### What the task asks
Scan the following material for the string "data" and copy each line in which it appears.

________________

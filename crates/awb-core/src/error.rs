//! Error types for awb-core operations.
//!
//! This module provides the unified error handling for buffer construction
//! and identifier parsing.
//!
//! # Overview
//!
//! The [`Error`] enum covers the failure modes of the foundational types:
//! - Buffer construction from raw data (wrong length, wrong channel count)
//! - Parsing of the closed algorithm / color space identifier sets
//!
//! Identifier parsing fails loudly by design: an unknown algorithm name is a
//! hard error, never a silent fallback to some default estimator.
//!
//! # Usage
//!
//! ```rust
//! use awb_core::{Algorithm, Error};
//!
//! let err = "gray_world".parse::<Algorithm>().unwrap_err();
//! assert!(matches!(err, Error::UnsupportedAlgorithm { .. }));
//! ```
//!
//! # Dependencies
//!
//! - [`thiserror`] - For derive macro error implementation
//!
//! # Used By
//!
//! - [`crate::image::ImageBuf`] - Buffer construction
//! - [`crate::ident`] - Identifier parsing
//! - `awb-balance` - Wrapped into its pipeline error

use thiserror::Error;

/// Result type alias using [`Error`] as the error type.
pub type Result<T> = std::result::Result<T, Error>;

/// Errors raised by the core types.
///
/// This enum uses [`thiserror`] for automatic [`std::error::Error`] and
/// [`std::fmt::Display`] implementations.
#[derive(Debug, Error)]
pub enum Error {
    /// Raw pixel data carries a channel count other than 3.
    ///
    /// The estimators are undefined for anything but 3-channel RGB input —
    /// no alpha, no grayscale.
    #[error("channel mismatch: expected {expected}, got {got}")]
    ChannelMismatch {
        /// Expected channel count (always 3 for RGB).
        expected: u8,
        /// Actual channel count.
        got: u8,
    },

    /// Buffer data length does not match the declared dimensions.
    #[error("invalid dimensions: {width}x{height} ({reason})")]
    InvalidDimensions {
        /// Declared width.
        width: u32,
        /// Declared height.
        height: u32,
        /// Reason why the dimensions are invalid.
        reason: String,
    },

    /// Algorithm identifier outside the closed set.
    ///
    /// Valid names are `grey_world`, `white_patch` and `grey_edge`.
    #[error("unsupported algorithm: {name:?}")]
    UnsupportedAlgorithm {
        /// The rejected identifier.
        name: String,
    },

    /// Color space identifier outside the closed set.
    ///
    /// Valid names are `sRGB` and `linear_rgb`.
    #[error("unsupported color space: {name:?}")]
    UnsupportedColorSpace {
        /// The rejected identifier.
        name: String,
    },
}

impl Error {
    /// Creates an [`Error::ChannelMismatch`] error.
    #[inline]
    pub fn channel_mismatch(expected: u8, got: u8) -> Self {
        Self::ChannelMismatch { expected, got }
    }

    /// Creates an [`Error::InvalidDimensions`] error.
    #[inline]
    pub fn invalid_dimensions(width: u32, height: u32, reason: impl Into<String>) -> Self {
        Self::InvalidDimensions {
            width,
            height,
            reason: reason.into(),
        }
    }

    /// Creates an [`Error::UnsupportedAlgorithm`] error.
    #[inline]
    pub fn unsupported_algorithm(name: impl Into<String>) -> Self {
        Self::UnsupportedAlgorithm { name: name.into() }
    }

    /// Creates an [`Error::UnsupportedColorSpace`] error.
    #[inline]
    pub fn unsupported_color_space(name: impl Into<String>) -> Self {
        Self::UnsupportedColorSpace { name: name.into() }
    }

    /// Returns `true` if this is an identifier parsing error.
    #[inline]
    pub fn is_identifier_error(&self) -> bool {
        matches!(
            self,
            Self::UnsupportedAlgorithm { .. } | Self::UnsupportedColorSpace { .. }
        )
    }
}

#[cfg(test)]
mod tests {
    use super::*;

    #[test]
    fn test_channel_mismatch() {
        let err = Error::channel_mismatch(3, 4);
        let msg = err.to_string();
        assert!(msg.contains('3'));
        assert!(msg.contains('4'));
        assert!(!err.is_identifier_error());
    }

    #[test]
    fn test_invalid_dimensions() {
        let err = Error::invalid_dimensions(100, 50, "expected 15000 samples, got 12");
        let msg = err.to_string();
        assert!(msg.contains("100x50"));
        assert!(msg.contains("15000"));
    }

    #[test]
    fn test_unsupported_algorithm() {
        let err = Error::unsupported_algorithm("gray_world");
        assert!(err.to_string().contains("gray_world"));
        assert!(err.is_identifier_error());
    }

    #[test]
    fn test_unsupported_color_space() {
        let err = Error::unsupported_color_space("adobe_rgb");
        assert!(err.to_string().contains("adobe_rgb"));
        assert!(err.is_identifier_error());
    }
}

________________

### Response
//! - Buffer construction from raw data (wrong length, wrong channel count)
    /// Raw pixel data carries a channel count other than 3.
    /// Buffer data length does not match the declared dimensions.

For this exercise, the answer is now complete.